* _Problem to work on_: Restate word for word the entries below, starting with the line with "one source directory." and continuing through the line with "pub fn book(&self, name: &str, content: &[u8])". Include both of those lines and no others.
::: Records shown :::
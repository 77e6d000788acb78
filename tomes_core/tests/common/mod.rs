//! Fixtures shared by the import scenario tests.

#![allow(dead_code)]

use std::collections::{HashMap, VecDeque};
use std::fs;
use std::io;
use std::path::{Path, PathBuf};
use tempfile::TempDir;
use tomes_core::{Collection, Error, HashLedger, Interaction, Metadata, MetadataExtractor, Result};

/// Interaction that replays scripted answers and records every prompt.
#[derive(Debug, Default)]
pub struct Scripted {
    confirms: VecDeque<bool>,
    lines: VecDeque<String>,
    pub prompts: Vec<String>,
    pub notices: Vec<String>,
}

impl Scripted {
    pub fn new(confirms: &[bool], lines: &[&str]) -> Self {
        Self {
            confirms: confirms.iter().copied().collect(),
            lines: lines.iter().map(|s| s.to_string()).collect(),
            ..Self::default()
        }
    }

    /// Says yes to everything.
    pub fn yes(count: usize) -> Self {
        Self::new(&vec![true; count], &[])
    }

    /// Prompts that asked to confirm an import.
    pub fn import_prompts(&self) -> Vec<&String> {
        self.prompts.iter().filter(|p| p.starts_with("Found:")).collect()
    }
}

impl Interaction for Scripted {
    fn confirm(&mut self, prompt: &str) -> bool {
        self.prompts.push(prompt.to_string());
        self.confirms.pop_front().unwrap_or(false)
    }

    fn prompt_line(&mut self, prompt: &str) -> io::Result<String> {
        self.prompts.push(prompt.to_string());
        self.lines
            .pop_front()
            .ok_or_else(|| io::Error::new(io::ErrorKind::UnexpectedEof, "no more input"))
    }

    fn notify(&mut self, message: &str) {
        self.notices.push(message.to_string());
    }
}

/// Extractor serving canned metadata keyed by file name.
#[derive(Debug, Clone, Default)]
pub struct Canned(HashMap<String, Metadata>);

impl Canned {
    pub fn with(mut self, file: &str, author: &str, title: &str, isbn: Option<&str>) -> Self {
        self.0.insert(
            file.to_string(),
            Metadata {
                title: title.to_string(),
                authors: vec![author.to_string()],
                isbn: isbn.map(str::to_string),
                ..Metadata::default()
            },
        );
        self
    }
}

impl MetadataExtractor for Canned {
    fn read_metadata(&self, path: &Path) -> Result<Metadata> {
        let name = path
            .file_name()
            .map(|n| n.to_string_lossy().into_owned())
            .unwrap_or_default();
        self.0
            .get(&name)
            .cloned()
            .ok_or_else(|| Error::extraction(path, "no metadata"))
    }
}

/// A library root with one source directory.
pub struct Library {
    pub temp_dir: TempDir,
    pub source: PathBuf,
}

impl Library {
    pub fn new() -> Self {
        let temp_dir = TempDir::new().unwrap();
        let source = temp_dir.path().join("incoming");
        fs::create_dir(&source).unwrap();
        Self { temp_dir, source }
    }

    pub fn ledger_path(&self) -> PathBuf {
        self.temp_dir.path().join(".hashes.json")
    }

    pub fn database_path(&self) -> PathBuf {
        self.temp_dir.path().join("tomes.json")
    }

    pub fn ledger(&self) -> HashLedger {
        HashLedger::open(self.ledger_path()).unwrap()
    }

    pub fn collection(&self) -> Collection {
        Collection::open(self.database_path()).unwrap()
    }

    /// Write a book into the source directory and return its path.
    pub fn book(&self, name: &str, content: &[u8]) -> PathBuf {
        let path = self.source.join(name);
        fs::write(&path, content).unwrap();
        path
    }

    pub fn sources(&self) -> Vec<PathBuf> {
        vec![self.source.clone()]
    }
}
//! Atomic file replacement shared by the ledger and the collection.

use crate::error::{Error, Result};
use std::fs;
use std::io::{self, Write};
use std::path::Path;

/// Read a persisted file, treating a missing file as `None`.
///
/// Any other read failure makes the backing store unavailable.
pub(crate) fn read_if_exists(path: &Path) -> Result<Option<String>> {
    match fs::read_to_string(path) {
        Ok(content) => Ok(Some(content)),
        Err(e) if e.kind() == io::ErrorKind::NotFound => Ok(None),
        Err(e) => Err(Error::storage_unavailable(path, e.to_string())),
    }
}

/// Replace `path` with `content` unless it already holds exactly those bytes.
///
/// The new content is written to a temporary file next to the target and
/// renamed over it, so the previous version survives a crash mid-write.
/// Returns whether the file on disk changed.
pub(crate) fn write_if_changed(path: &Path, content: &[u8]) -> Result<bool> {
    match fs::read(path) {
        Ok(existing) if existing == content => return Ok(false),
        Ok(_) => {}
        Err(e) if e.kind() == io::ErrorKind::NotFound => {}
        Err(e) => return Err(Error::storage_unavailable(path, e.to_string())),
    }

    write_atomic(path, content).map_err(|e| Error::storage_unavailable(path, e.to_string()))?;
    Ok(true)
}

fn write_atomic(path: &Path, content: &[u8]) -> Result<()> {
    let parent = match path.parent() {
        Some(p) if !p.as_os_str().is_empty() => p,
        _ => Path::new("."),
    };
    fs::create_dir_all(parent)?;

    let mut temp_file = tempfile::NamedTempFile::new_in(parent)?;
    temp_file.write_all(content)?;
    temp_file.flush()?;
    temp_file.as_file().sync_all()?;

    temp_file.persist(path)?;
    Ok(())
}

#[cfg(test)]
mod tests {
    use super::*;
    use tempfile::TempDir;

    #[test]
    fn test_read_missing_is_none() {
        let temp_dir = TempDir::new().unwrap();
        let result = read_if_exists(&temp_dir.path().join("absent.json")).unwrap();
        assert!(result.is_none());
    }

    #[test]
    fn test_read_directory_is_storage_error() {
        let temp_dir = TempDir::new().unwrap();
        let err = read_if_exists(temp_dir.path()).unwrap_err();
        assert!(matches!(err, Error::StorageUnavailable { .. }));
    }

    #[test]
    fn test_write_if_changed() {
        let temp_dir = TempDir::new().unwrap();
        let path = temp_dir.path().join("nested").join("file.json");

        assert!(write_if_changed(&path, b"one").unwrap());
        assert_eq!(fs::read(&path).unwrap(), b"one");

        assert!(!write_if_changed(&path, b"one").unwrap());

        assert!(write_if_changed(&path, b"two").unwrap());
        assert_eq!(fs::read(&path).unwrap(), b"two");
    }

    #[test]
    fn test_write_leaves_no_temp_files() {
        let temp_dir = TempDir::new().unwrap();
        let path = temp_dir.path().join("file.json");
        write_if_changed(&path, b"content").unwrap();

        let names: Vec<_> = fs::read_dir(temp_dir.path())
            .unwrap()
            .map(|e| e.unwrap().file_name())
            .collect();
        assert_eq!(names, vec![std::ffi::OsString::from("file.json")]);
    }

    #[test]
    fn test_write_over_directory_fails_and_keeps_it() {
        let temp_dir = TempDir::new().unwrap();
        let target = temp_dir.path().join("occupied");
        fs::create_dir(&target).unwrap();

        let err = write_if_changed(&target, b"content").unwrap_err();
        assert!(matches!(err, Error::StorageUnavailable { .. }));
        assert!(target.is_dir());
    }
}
:::
::: Records shown :::
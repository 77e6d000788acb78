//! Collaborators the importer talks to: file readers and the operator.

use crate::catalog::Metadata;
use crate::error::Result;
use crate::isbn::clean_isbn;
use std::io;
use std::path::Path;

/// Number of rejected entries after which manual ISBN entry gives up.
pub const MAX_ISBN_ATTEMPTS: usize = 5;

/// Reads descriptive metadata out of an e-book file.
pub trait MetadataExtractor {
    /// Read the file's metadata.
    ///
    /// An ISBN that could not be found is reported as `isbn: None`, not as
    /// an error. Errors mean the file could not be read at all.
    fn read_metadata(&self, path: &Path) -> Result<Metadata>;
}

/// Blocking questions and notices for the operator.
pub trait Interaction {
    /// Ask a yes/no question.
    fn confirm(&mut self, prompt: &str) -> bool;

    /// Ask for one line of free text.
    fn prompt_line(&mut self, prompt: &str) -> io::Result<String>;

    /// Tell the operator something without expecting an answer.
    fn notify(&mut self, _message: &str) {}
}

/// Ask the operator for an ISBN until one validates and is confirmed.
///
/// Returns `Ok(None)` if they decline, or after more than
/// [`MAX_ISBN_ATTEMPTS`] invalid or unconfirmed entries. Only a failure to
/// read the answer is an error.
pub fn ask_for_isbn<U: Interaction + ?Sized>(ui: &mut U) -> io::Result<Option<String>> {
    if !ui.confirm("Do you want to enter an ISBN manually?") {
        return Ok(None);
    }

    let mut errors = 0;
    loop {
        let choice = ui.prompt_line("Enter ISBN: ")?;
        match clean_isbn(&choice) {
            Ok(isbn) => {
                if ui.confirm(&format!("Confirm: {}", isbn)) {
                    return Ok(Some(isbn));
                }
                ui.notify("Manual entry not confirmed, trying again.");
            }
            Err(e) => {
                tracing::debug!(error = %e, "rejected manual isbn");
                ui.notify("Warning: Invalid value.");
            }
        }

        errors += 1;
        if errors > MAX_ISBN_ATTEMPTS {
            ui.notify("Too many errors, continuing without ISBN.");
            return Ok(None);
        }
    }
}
:::
::: Records shown :::
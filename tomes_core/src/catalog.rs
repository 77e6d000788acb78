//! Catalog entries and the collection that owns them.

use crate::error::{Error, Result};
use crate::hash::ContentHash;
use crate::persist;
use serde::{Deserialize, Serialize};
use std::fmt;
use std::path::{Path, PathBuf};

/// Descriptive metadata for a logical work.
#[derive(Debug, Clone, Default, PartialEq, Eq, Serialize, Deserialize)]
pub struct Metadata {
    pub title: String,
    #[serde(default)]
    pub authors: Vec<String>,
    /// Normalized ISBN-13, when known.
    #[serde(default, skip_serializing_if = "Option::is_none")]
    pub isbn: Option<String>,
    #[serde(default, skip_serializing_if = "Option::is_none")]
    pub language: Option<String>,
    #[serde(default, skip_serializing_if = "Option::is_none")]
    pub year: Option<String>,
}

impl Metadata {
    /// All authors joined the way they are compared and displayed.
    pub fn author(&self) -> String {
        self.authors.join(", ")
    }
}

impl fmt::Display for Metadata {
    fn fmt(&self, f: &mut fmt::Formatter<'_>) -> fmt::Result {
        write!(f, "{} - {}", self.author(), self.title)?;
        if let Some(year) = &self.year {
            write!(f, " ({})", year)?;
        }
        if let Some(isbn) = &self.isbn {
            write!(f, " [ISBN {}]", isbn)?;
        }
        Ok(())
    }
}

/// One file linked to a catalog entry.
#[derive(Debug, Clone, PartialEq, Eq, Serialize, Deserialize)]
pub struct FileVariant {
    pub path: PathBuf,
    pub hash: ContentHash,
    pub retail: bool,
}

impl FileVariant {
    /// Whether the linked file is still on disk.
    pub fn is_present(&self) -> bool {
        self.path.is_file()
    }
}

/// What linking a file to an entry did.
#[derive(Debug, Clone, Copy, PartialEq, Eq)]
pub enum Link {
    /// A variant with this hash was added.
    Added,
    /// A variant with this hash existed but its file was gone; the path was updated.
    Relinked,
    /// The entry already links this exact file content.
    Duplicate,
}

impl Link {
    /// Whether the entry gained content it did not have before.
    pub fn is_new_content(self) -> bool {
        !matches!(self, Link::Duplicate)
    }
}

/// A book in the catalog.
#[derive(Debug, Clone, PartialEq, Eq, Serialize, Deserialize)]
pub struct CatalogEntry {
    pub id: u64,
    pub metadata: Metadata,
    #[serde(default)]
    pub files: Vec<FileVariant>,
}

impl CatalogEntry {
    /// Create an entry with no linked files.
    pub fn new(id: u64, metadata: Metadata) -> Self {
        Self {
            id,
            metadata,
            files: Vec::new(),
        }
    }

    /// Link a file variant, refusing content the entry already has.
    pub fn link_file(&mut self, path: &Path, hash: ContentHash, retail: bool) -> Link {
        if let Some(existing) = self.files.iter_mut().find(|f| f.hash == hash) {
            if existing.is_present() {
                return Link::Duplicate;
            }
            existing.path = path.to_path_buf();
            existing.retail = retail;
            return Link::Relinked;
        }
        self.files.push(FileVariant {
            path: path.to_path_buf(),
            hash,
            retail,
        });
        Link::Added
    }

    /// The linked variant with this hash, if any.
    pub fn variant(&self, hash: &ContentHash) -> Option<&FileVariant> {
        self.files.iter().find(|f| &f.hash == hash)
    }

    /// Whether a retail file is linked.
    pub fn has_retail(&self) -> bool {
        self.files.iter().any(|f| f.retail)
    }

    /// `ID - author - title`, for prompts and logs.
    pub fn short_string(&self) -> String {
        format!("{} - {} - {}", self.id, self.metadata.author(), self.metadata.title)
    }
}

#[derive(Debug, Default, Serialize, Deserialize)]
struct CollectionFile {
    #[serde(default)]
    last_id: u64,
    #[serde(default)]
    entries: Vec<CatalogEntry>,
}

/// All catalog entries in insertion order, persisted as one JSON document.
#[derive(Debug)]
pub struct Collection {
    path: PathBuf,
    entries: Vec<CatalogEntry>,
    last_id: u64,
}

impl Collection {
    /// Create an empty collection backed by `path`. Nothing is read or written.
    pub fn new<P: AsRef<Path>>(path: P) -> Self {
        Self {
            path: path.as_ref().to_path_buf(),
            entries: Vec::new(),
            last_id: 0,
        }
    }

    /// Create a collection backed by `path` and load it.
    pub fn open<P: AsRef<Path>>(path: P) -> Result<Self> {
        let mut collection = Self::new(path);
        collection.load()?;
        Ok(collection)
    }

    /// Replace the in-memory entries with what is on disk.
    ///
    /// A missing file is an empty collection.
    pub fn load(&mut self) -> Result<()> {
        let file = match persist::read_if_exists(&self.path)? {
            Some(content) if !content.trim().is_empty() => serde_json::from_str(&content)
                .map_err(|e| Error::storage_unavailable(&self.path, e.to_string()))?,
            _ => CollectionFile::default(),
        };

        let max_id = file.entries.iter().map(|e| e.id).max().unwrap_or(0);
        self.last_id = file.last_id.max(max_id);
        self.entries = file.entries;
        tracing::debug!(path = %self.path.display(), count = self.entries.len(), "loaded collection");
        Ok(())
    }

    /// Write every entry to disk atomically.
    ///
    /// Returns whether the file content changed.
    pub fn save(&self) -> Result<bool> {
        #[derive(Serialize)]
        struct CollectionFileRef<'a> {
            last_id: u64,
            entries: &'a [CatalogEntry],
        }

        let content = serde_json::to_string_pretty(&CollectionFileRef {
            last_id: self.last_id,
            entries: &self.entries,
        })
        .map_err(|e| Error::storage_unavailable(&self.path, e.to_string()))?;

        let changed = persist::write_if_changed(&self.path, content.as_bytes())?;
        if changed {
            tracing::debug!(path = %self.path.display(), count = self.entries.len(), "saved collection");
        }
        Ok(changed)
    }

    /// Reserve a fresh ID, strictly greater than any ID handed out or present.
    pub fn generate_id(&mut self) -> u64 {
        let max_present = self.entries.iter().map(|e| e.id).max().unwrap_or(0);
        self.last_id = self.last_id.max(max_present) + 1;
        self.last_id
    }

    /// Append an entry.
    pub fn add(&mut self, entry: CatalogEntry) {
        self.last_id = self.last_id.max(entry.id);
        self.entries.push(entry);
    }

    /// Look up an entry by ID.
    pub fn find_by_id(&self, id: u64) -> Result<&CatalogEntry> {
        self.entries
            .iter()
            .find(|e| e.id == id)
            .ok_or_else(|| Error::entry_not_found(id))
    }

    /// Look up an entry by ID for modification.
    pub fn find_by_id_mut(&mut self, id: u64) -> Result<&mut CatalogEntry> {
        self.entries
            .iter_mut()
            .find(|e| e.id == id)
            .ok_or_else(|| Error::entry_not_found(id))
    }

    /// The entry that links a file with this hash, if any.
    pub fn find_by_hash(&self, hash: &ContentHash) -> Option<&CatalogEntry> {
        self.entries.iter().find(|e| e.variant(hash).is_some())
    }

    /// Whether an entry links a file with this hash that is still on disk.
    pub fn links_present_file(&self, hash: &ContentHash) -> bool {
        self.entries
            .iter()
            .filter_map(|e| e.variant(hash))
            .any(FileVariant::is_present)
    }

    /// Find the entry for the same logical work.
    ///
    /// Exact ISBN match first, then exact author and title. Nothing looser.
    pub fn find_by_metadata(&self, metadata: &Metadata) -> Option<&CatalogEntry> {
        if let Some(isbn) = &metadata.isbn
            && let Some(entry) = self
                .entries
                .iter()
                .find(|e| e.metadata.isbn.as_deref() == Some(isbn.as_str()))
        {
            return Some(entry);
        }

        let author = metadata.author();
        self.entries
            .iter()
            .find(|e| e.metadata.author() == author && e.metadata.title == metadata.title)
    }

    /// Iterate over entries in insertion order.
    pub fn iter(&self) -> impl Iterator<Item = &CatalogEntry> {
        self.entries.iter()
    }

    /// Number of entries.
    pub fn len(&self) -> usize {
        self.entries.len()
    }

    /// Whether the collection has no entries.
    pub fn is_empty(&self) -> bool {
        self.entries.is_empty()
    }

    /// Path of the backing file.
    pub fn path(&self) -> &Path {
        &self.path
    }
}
:::
* _Output for this task_:
/// A library root with one source directory.
pub struct Library {
    pub temp_dir: TempDir,
    pub source: PathBuf,
}

impl Library {
    pub fn new() -> Self {
        let temp_dir = TempDir::new().unwrap();
        let source = temp_dir.path().join("incoming");
        fs::create_dir(&source).unwrap();
        Self { temp_dir, source }
    }

    pub fn ledger_path(&self) -> PathBuf {
        self.temp_dir.path().join(".hashes.json")
    }

    pub fn database_path(&self) -> PathBuf {
        self.temp_dir.path().join("tomes.json")
    }

    pub fn ledger(&self) -> HashLedger {
        HashLedger::open(self.ledger_path()).unwrap()
    }

    pub fn collection(&self) -> Collection {
        Collection::open(self.database_path()).unwrap()
    }

    /// Write a book into the source directory and return its path.
    pub fn book(&self, name: &str, content: &[u8]) -> PathBuf {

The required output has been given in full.